YOUR ASSIGNMENT => Set down, without alteration, the lines from the one that contains "let pg = pgs.resolve(&end.pg_id)?;" through the final line of the material below.

DATA IN THIS EXERCISE =>
//! Start-event synthesis for deep scrubs.
//!
//! The daemon logs only record scrub completions. For every deep-scrub end
//! event, a start event is back-dated by an estimated duration derived from
//! the placement group's byte size and an assumed scrub throughput.

use chrono::Duration;
use tracing::info;

use crate::error::AnalyzeResult;
use crate::event::{Boundary, EventTimeline, ScrubEvent, ScrubKind};
use crate::pg::PgTable;

/// Fixed duration floor in microseconds, so a zero-byte group still gets a
/// nonzero scrub duration.
pub const SCRUB_INIT_USEC: i64 = 1;

/// Estimated deep-scrub duration for a group of `bytes` bytes at
/// `rate_bytes_per_sec` throughput.
pub fn estimated_duration(bytes: u64, rate_bytes_per_sec: f64) -> Duration {
    let usec = (bytes as f64 / (rate_bytes_per_sec / 1e6)) as i64 + SCRUB_INIT_USEC;
    Duration::microseconds(usec)
}

/// Inserts a start event for every deep-scrub end event on the timeline.
///
/// The end events are snapshotted before the first insertion: the timeline
/// is never mutated while it is being traversed. Shallow scrubs carry no
/// sizing data and are left untouched.
pub fn add_start_events(
    timeline: &mut EventTimeline,
    pgs: &PgTable,
    rate_bytes_per_sec: f64,
) -> AnalyzeResult<()> {
    let deep_ends: Vec<ScrubEvent> = timeline
        .iter()
        .filter(|event| event.kind == ScrubKind::Deep && event.boundary == Boundary::End)
        .cloned()
        .collect();

    let synthesized = deep_ends.len();
    for end in deep_ends {
        let pg = pgs.resolve(&end.pg_id)?;
        let start_time = end.time - estimated_duration(pg.bytes, rate_bytes_per_sec);
        timeline.insert(ScrubEvent {
            time: start_time,
            kind: end.kind,
            boundary: Boundary::Start,
            pg_id: end.pg_id,
        })?;
    }

    info!(
        start_events = synthesized,
        "synthesized scrub start events"
    );
    Ok(())
}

SOLUTION BELOW =>
        let pg = pgs.resolve(&end.pg_id)?;
        let start_time = end.time - estimated_duration(pg.bytes, rate_bytes_per_sec);
        timeline.insert(ScrubEvent {
            time: start_time,
            kind: end.kind,
            boundary: Boundary::Start,
            pg_id: end.pg_id,
        })?;
    }

    info!(
        start_events = synthesized,
        "synthesized scrub start events"
    );
    Ok(())
}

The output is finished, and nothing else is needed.